WORK INSTRUCTION
Among the entries, find each line that includes the string "current" and list it.

(Dataset entries)
........

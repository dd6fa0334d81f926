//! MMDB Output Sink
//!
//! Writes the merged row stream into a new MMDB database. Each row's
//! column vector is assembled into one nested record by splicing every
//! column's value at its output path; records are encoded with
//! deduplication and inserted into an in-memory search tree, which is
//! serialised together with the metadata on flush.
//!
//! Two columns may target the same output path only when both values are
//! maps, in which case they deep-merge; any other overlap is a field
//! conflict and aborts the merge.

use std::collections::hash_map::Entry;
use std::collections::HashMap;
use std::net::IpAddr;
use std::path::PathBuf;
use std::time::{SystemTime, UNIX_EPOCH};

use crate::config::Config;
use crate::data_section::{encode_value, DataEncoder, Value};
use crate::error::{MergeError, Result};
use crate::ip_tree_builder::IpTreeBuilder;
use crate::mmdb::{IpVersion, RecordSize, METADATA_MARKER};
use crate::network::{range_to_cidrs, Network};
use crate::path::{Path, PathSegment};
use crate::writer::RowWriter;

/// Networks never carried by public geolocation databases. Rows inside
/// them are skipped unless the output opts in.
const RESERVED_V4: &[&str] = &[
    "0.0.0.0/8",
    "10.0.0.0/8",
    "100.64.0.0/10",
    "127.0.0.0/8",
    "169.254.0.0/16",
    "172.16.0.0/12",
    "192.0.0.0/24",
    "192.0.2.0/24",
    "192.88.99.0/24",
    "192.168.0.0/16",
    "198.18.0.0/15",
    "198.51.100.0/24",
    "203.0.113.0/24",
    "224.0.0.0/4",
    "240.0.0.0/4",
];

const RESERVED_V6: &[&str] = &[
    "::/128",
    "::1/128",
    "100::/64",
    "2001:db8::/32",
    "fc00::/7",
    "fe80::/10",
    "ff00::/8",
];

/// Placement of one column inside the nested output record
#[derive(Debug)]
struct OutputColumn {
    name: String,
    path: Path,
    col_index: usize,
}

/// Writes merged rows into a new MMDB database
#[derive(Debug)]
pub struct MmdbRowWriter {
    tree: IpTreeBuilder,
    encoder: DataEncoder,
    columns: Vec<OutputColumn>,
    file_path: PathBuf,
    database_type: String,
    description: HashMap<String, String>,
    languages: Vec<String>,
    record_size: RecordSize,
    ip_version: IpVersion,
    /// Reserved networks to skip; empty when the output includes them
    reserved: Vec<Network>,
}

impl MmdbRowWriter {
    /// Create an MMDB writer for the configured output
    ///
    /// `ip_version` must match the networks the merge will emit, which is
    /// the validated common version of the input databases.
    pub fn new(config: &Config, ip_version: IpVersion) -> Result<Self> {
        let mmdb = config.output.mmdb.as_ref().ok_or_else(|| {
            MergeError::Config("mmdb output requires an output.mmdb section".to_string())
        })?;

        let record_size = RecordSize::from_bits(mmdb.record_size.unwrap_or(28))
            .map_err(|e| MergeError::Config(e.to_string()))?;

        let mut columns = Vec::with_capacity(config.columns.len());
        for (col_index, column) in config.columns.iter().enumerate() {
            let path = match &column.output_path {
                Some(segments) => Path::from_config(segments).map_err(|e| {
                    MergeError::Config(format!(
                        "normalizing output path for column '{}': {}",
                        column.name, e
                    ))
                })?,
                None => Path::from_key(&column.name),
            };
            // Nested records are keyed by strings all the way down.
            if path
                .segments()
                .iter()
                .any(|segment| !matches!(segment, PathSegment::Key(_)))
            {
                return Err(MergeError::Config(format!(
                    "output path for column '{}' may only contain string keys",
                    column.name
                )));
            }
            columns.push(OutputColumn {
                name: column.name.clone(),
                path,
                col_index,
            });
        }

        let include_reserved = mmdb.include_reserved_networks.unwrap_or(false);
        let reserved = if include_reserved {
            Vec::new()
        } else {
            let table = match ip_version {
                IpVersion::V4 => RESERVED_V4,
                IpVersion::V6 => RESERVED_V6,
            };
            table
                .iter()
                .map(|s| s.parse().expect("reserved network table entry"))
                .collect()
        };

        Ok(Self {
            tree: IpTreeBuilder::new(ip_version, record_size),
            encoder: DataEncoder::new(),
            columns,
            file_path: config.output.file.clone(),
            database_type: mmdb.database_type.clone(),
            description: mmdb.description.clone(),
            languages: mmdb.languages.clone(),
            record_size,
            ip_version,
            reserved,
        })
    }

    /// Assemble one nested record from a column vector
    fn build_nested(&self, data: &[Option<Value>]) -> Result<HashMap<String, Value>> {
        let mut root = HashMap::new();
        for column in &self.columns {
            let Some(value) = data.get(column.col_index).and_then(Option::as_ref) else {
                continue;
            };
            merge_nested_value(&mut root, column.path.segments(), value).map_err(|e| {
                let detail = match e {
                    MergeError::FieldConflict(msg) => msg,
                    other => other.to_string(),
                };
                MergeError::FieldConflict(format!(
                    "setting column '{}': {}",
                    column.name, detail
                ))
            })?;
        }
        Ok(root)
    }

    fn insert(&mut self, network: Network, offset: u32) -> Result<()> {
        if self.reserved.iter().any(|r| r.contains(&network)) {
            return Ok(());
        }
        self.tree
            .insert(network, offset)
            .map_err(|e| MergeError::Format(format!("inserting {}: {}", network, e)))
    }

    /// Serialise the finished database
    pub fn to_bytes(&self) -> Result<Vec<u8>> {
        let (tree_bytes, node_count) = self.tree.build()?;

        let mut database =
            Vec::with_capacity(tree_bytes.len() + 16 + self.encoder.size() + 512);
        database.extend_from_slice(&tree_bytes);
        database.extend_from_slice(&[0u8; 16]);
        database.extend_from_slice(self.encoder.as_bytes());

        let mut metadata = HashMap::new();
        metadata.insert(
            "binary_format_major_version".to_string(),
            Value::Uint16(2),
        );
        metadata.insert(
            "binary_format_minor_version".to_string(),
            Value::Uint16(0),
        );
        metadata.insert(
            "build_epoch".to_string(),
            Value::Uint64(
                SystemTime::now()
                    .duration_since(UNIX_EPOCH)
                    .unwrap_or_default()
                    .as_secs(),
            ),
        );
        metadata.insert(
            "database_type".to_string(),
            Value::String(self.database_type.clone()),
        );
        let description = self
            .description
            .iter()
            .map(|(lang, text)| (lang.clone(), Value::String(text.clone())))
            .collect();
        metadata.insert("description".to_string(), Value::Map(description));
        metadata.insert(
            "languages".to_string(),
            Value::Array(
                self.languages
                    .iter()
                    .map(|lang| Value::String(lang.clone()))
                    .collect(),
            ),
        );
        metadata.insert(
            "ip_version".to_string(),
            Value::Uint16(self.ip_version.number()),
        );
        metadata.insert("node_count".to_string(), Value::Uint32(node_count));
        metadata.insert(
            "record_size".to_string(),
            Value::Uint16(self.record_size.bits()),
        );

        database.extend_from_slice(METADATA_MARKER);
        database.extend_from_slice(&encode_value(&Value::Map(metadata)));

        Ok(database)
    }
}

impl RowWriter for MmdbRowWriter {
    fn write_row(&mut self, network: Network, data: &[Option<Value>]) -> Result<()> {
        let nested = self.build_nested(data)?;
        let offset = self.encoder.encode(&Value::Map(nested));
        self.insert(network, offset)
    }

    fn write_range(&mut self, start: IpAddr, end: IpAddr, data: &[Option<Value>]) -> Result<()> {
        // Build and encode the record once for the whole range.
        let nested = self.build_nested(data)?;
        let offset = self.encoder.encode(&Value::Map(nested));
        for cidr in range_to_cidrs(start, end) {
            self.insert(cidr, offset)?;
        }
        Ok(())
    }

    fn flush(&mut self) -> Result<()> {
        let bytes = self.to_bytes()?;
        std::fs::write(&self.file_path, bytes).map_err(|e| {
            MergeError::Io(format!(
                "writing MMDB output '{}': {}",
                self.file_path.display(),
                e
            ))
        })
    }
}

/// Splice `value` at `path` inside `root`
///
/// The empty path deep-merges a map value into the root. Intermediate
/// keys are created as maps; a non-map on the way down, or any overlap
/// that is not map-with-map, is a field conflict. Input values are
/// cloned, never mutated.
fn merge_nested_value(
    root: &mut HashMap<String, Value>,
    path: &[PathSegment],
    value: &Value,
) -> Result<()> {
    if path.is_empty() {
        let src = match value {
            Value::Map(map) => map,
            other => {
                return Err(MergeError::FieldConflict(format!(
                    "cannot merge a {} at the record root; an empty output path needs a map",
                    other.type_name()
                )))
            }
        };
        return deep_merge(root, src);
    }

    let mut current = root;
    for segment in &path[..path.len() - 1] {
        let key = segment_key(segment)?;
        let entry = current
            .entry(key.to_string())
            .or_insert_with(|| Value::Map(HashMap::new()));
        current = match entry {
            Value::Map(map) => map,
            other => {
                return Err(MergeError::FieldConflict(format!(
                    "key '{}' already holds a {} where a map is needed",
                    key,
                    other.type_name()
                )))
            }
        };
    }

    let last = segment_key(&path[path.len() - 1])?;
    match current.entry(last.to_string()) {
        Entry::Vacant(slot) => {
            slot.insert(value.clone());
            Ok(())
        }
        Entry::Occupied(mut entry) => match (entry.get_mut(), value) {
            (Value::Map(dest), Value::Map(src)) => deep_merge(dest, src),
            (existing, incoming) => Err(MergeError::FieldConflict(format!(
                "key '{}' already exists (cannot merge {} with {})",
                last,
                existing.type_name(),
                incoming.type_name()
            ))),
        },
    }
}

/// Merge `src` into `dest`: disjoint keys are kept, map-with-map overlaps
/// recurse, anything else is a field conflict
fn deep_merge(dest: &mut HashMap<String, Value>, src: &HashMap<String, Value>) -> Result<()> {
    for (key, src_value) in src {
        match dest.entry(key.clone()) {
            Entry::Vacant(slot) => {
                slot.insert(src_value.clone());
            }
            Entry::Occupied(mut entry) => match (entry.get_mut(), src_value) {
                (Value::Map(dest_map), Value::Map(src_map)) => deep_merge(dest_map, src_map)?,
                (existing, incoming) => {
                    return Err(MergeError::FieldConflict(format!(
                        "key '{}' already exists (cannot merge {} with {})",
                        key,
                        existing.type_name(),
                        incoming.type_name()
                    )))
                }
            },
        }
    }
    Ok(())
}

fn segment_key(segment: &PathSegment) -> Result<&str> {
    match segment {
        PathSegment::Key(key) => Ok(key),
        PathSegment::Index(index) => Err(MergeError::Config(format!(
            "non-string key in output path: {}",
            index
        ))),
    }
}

........

TASK RESPONSE
    let mut current = root;
        let entry = current
        current = match entry {
    match current.entry(last.to_string()) {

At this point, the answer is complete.